Bogofilter -u ??? - thread: 0.93.1 and DB_CONFIG flags

David Relson relson at osagesoftware.com
Fri Nov 12 22:23:05 CET 2004


On Fri, 12 Nov 2004 13:45:17 -0700
Michael Gale wrote:

> Hello,
> 
> 	I was reading the thread "0.93.1 and DB_CONFIG flags" and a
> 	comment was 
> made:
> 
> --snip--
> bogofilter -u is a hog and not well understood from the
> scoring/learning point of view. The ostensive argumentation of
> "learning from known spam" or such isn't founded on figures, and I
> don't dare offer my gut feeling on this topic.
> 
> It is however well understood that -u entails write mode even for
> scoring because of the subsequent registration, entails queueing
> behind locks at least for the page holding .MSG_COUNT, log writes,
> data base growth with unknown gains for the scoring accuracy.
> 
> I'd currently discourage the use of the -u option and if only for
> performance reasons.
> --snip--
> 
> 
> I checked the bogofilter.html file in the doc directory and it does
> warm against e-mail slow downs on large systems or under heavy load.
> 
> Besides the added system load ... do people find this option helps ??
> 
> I am currently using Bogofilter with the -u -p -e option on my postfix
> 
> gateway box and any messages that are misclassified got put into a 
> public folder and are automatically reclassified.
> 
> With out this option your wordlist would only get updated on error ? 
> Would the "always training" be more accurate ?
> 
> Thanks.
> 
> 
> -- 
> Michael Gale
> Lan Administrator
> Utilitran Corp.

Hello Michael,

I've been using '-u' since it was available and have been pretty happy
with it.  After a while I noticed that the database was growing quite
rapidly (due to the need to split pages when inserting tokens).  I also
noticed that a large percentage of incoming messages were (to
bogofilter) obviously ham or obviously spam, i.e. scored as 0.000000 or
as 1.000000.  

I also got to wondering what would happen if bogofilter had a threshold
parameter so that messages scoring close to 0 or to 1 would _not" cause
a data base update.  One result would be less database growth.  Another
result would be slower "learning" of hammish and spammish tokens.  I
realized that _not_ adding some of the '-u' tokens would cause the
number of unknown tokens to increase and that would likely cause scores
to drift away from 0 and 1 towards 0.5.  Once scores drifted beyond the
threshold value, bogofilter would autoupdate and that would provide
compensation (for not registering _every_ spam/ham).

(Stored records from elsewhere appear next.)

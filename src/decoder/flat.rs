use crate::schema::FlatRecord;

/// Scanner state while walking a flat record.
///
/// - `Skip`:      between pairs, nothing accumulated yet
/// - `Key`:       accumulating a field name
/// - `Value`:     accumulating a field value
/// - `ListValue`: inside `[...]` of a value, commas are literal
#[derive(Debug, Clone, Copy, PartialEq, Eq)]
pub enum ScanState {
    Skip,
    Key,
    Value,
    ListValue,
}

/// Structural classes of input characters.
#[derive(Debug, Clone, Copy, PartialEq, Eq)]
enum CharClass {
    Quote,
    Space,
    Colon,
    Comma,
    OpenList,
    CloseList,
    OpenObject,
    CloseObject,
    Other,
}

impl CharClass {
    fn of(c: char) -> Self {
        match c {
            '"' => CharClass::Quote,
            ':' => CharClass::Colon,
            ',' => CharClass::Comma,
            '[' => CharClass::OpenList,
            ']' => CharClass::CloseList,
            '{' => CharClass::OpenObject,
            '}' => CharClass::CloseObject,
            c if c.is_whitespace() => CharClass::Space,
            _ => CharClass::Other,
        }
    }
}

/// What the scanner does with the current character.
#[derive(Debug, Clone, Copy, PartialEq, Eq)]
enum Action {
    Ignore,
    PushKey,
    PushValue,
    Commit,
}

/// The transition table.
///
/// Quotes are noise in every state. Whitespace is noise between pairs and
/// is trimmed from the ends of keys and values at commit time, so padding
/// around `:` and `,` never reaches the record.
fn transition(state: ScanState, class: CharClass) -> (ScanState, Action) {
    use Action::*;
    use CharClass::*;
    use ScanState::*;

    match (state, class) {
        (_, Quote) => (state, Ignore),

        (Skip, Space | Comma | OpenObject | CloseObject) => (Skip, Ignore),
        (Skip, Colon) => (Value, Ignore),
        (Skip, _) => (Key, PushKey),

        (Key, Colon) => (Value, Ignore),
        (Key, Comma | CloseObject) => (Skip, Commit),
        (Key, _) => (Key, PushKey),

        (Value, OpenList) => (ListValue, PushValue),
        (Value, Comma | CloseObject) => (Skip, Commit),
        (Value, _) => (Value, PushValue),

        (ListValue, CloseList) => (Value, PushValue),
        (ListValue, _) => (ListValue, PushValue),
    }
}

/// Decodes one flat textual record (`{"k":"v",...}`) into a `FlatRecord`.
///
/// The decoder is tolerant by contract:
/// - It never fails and never panics
/// - Nested objects, escapes and typed values are not interpreted
/// - A pair is committed only by `,` or `}` outside list mode; a trailing
///   unterminated pair is dropped
pub struct FlatRecordDecoder;

impl FlatRecordDecoder {
    /// Decodes `input` into a fresh record.
    pub fn decode(input: &str) -> FlatRecord {
        let mut record = FlatRecord::new();
        let mut state = ScanState::Skip;
        let mut key = String::new();
        let mut value = String::new();

        for c in input.chars() {
            let (next, action) = transition(state, CharClass::of(c));
            match action {
                Action::Ignore => {}
                Action::PushKey => key.push(c),
                Action::PushValue => value.push(c),
                Action::Commit => {
                    let k = key.trim();
                    if !k.is_empty() {
                        record.insert(k, value.trim());
                    }
                    key.clear();
                    value.clear();
                }
            }
            state = next;
        }

        record
    }

    /// Decodes `input` into `record`, replacing its content.
    ///
    /// Empty or unparseable input leaves `record` untouched. Returns whether
    /// the record was replaced.
    pub fn decode_into(record: &mut FlatRecord, input: &str) -> bool {
        let decoded = Self::decode(input);
        if decoded.is_empty() {
            return false;
        }
        *record = decoded;
        true
    }
}
//! CPU Perlin-Worley noise reference for the cloud raymarcher.
//!
//! The runtime path bakes the cloud noise texture on the GPU. This crate
//! provides a deterministic CPU implementation of the same field for the
//! prebaked-texture workflow, export comparison, and tests: low-frequency
//! Perlin fBm remapped by inverted Worley noise, the standard billowing
//! cloud-shape formula.

use noise::core::worley::ReturnType;
use noise::{NoiseFn, Perlin, Worley};

/// Configuration for Perlin-Worley noise generation.
#[derive(Clone, Debug)]
pub struct NoiseParams {
    /// Seed for deterministic generation.
    pub seed: u32,
    /// Number of Perlin octaves composited into the base shape. Default: 4.
    pub octaves: u32,
    /// Frequency multiplier between successive octaves. Default: 2.0.
    pub lacunarity: f64,
    /// Amplitude multiplier between successive octaves. Default: 0.5.
    pub persistence: f64,
    /// Frequency of the first Perlin octave across one tile. Default: 4.0.
    pub perlin_frequency: f64,
    /// Cell frequency of the Worley erosion field. Default: 8.0.
    pub worley_frequency: f64,
}

impl Default for NoiseParams {
    fn default() -> Self {
        Self {
            seed: 0,
            octaves: 4,
            lacunarity: 2.0,
            persistence: 0.5,
            perlin_frequency: 4.0,
            worley_frequency: 8.0,
        }
    }
}

/// Samples the Perlin-Worley cloud-shape field in normalized tile coordinates.
pub struct PerlinWorleySampler {
    perlin: Perlin,
    worley: Worley,
    params: NoiseParams,
}

impl PerlinWorleySampler {
    /// Create a new sampler with the given parameters.
    pub fn new(params: NoiseParams) -> Self {
        let perlin = Perlin::new(params.seed);
        let worley = Worley::new(params.seed.wrapping_add(1))
            .set_return_type(ReturnType::Distance)
            .set_frequency(params.worley_frequency);
        Self {
            perlin,
            worley,
            params,
        }
    }

    /// Multi-octave Perlin fBm at `(u, v)`, remapped into [0, 1].
    fn perlin_fbm(&self, u: f64, v: f64) -> f64 {
        let mut total = 0.0;
        let mut amplitude = 1.0;
        let mut max_amplitude = 0.0;
        let mut frequency = self.params.perlin_frequency;

        for _ in 0..self.params.octaves {
            total += self.perlin.get([u * frequency, v * frequency]) * amplitude;
            max_amplitude += amplitude;
            frequency *= self.params.lacunarity;
            amplitude *= self.params.persistence;
        }

        ((total / max_amplitude) * 0.5 + 0.5).clamp(0.0, 1.0)
    }

    /// Inverted Worley (cellular) noise at `(u, v)` with a frequency
    /// multiplier, in [0, 1]. High values sit inside cells, producing the
    /// billowing erosion pattern.
    pub fn inverted_worley(&self, u: f64, v: f64, frequency_multiplier: f64) -> f64 {
        let d = self
            .worley
            .get([u * frequency_multiplier, v * frequency_multiplier]);
        (1.0 - (d * 0.5 + 0.5)).clamp(0.0, 1.0)
    }

    /// The Perlin-Worley cloud-shape value at `(u, v)`, in [0, 1]:
    /// Perlin fBm remapped so that the inverted Worley field carves its floor.
    pub fn sample(&self, u: f64, v: f64) -> f64 {
        let base = self.perlin_fbm(u, v);
        let erosion = self.inverted_worley(u, v, 1.0);
        remap(base, erosion, 1.0, 0.0, 1.0).clamp(0.0, 1.0)
    }
}

/// Remap `value` from `[old_min, old_max]` into `[new_min, new_max]`.
fn remap(value: f64, old_min: f64, old_max: f64, new_min: f64, new_max: f64) -> f64 {
    let span = old_max - old_min;
    if span.abs() < 1e-9 {
        return new_min;
    }
    new_min + (value - old_min) / span * (new_max - new_min)
}

/// A generated RGBA8 noise tile ready for texture upload or PNG export.
///
/// Channel packing: R = Perlin-Worley shape, G = inverted Worley at 2x cell
/// frequency, B = inverted Worley at 4x, A = opaque.
pub struct NoiseTile {
    /// Edge length in texels.
    pub size: u32,
    /// Tightly packed RGBA8 pixels, row-major, `size * size * 4` bytes.
    pub pixels: Vec<u8>,
}

impl NoiseTile {
    /// Generate a `size`×`size` tile. Deterministic for a given seed.
    pub fn generate(size: u32, params: &NoiseParams) -> Self {
        let sampler = PerlinWorleySampler::new(params.clone());
        let mut pixels = Vec::with_capacity((size * size * 4) as usize);
        let step = 1.0 / f64::from(size);

        for y in 0..size {
            let v = (f64::from(y) + 0.5) * step;
            for x in 0..size {
                let u = (f64::from(x) + 0.5) * step;
                pixels.push(to_byte(sampler.sample(u, v)));
                pixels.push(to_byte(sampler.inverted_worley(u, v, 2.0)));
                pixels.push(to_byte(sampler.inverted_worley(u, v, 4.0)));
                pixels.push(255);
            }
        }

        Self { size, pixels }
    }
}

fn to_byte(value: f64) -> u8 {
    (value.clamp(0.0, 1.0) * 255.0).round() as u8
}

#[cfg(test)]
mod tests {
    use super::*;

    #[test]
    fn test_sample_stays_in_unit_range() {
        let sampler = PerlinWorleySampler::new(NoiseParams::default());
        for i in 0..64 {
            let u = f64::from(i) / 64.0;
            for j in 0..64 {
                let v = f64::from(j) / 64.0;
                let s = sampler.sample(u, v);
                assert!((0.0..=1.0).contains(&s), "sample({u}, {v}) = {s}");
            }
        }
    }

    #[test]
    fn test_generation_is_deterministic_per_seed() {
        let params = NoiseParams {
            seed: 42,
            ..NoiseParams::default()
        };
        let a = NoiseTile::generate(32, &params);
        let b = NoiseTile::generate(32, &params);
        assert_eq!(a.pixels, b.pixels);
    }

    #[test]
    fn test_different_seeds_differ() {
        let a = NoiseTile::generate(
            32,
            &NoiseParams {
                seed: 1,
                ..NoiseParams::default()
            },
        );
        let b = NoiseTile::generate(
            32,
            &NoiseParams {
                seed: 2,
                ..NoiseParams::default()
            },
        );
        assert_ne!(a.pixels, b.pixels);
    }

    #[test]
    fn test_tile_has_rgba_layout() {
        let tile = NoiseTile::generate(16, &NoiseParams::default());
        assert_eq!(tile.size, 16);
        assert_eq!(tile.pixels.len(), 16 * 16 * 4);
        // Alpha channel is opaque everywhere.
        assert!(tile.pixels.chunks_exact(4).all(|px| px[3] == 255));
    }

    #[test]
    fn test_tile_is_not_constant() {
        let tile = NoiseTile::generate(64, &NoiseParams::default());
        let first = tile.pixels[0];
        assert!(
            tile.pixels.chunks_exact(4).any(|px| px[0] != first),
            "red channel is constant; noise field degenerate"
        );
    }

    #[test]
    fn test_remap_endpoints() {
        assert!((remap(0.25, 0.25, 1.0, 0.0, 1.0) - 0.0).abs() < 1e-12);
        assert!((remap(1.0, 0.25, 1.0, 0.0, 1.0) - 1.0).abs() < 1e-12);
        // Degenerate span collapses to the new minimum instead of dividing
        // by zero.
        assert_eq!(remap(0.5, 0.5, 0.5, 0.0, 1.0), 0.0);
    }
}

So, that's the theory.  In practice, I've been using
"thresh_update=0.01" in /etc/bogofilter.cf since February.  My FN rate
(missed spam) hovers about 1 in 700.  I've seen 7 FP's since then, which
is a FP rate of 1 in 20,000.

For efficiency, '-u' _does_ open the wordlist with write permission and
that _is_ slower.  With my 0.01 threshold, the number of updates has
dropped by 90%.

I am _very_ conscientious about correcting classification errors and
that has helped keep bogofilter's accuracy high.

Summary:  you pays your money and you makes your choice :-)

HTH,

David


With a threshold of 0.01 (for example)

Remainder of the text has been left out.